Data for analysis:
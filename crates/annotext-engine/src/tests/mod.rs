use std::fs;
use std::path::PathBuf;
use tempfile::TempDir;

/// Create a temporary workspace directory
pub fn create_test_workspace() -> TempDir {
    tempfile::tempdir().unwrap()
}

/// Create a workspace file with content, including any parent directories
pub fn create_test_file(workspace: &TempDir, relative_path: &str, content: &str) -> PathBuf {
    let file_path = workspace.path().join(relative_path);
    if let Some(parent) = file_path.parent() {
        fs::create_dir_all(parent).unwrap();
    }
    fs::write(&file_path, content).unwrap();
    file_path
}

Work to be completed: From the line that contains "tempfile::tempdir().unwrap()" down to the last line of the material above, copy every line word for word, both ends included.

Written answer:
    tempfile::tempdir().unwrap()
}

/// Create a workspace file with content, including any parent directories
pub fn create_test_file(workspace: &TempDir, relative_path: &str, content: &str) -> PathBuf {
    let file_path = workspace.path().join(relative_path);
    if let Some(parent) = file_path.parent() {
        fs::create_dir_all(parent).unwrap();
    }
    fs::write(&file_path, content).unwrap();
    file_path
}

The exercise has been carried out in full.